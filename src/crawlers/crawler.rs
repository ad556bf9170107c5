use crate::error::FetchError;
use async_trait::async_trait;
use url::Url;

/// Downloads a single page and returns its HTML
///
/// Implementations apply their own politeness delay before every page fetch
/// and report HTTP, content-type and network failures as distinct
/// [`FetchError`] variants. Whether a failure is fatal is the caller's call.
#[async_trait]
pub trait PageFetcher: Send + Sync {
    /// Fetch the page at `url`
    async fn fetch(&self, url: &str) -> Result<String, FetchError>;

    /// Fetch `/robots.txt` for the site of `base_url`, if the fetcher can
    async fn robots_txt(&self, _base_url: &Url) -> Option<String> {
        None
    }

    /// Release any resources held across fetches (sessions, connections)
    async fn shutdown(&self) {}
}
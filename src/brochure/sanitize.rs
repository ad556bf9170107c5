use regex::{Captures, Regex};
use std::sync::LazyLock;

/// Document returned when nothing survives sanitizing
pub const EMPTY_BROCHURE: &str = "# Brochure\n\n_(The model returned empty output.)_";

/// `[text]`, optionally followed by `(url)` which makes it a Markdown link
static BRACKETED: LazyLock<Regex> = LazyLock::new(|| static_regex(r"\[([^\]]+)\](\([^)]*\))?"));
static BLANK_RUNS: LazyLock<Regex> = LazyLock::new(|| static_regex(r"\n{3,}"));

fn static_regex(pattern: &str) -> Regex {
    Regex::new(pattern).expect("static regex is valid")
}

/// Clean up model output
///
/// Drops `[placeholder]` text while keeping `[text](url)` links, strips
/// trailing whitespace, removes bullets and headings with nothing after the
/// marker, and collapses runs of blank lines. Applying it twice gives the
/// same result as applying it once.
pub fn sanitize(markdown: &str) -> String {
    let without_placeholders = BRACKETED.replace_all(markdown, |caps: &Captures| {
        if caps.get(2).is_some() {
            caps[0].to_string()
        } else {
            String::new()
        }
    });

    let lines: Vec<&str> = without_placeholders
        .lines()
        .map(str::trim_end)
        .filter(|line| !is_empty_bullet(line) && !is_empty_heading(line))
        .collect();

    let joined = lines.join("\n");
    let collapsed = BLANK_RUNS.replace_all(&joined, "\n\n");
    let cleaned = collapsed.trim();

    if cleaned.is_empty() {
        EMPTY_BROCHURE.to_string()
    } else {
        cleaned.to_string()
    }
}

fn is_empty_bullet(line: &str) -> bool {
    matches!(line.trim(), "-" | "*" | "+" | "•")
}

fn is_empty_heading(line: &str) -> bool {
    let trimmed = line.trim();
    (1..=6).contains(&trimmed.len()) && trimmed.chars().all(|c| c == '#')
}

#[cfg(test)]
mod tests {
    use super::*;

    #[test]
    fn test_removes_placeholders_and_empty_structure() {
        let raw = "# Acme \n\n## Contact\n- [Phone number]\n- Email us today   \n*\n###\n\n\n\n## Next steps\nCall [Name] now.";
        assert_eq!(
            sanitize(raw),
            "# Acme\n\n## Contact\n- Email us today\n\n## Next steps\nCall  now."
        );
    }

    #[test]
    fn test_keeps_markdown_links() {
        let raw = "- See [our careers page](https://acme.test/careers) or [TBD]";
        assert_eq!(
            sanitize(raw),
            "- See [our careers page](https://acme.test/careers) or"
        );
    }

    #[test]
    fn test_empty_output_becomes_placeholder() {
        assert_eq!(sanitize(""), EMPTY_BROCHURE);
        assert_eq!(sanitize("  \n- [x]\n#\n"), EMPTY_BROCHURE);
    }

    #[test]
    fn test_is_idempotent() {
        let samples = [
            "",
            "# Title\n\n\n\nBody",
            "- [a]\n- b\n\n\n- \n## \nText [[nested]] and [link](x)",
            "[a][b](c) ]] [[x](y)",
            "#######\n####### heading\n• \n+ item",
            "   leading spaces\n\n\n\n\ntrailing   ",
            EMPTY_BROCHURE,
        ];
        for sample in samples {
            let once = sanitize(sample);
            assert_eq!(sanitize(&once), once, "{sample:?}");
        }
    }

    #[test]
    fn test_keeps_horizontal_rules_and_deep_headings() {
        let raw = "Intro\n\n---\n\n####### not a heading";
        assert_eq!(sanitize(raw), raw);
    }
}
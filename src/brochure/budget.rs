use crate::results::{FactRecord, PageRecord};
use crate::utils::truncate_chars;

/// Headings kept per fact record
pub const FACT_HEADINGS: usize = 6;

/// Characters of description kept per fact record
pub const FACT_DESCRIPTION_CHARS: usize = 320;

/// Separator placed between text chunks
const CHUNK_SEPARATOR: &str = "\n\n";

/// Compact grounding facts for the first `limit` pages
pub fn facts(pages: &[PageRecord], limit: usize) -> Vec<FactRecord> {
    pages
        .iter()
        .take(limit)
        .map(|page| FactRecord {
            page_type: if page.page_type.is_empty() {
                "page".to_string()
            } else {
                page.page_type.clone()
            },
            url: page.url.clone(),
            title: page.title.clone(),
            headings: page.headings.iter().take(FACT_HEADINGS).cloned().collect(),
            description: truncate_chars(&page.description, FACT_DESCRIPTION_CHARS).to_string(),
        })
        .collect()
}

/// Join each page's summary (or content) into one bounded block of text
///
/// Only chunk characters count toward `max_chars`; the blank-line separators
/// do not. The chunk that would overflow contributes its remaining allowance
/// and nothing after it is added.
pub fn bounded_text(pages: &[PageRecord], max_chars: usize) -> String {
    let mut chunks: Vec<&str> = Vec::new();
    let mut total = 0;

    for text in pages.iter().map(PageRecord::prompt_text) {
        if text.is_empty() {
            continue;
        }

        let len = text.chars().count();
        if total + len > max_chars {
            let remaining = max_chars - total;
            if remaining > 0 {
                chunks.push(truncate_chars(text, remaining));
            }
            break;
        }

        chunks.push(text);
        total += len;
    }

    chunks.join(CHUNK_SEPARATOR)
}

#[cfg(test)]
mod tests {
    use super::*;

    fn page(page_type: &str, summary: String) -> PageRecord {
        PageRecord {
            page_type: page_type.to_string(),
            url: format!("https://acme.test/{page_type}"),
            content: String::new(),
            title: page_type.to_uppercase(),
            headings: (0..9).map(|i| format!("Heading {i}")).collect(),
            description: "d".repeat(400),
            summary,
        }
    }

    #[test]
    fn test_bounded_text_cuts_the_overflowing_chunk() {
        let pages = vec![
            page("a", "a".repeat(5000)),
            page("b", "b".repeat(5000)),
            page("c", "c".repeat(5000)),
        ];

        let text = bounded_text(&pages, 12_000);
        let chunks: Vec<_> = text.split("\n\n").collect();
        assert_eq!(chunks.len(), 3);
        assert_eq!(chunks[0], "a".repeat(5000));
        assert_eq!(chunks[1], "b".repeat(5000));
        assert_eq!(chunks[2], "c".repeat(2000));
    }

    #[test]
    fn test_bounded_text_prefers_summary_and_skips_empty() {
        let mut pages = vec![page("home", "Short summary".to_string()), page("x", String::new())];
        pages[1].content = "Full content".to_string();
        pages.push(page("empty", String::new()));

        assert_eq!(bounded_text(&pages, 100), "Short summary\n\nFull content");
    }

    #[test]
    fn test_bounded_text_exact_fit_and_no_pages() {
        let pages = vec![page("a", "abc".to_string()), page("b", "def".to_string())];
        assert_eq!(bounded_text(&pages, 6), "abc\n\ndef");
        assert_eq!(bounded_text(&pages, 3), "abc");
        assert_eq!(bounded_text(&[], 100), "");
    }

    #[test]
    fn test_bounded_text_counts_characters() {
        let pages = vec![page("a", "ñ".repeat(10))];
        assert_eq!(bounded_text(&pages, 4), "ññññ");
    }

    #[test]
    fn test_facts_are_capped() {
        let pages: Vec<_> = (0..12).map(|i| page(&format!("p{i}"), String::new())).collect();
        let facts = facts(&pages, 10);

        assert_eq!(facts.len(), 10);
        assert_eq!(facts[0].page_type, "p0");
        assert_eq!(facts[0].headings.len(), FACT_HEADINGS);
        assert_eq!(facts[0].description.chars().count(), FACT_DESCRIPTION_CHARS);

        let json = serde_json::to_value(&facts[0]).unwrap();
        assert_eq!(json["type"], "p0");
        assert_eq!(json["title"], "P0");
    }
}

========

About this exercise:
In the listing above, start at the line with "let lines: Vec<&str>", go on through the line with "fn is_empty_bullet(line: &str)", and copy each of those lines exactly; leave out all the rest.

Response below:
    let lines: Vec<&str> = without_placeholders
        .lines()
        .map(str::trim_end)
        .filter(|line| !is_empty_bullet(line) && !is_empty_heading(line))
        .collect();

    let joined = lines.join("\n");
    let collapsed = BLANK_RUNS.replace_all(&joined, "\n\n");
    let cleaned = collapsed.trim();

    if cleaned.is_empty() {
        EMPTY_BROCHURE.to_string()
    } else {
        cleaned.to_string()
    }
}

fn is_empty_bullet(line: &str) -> bool {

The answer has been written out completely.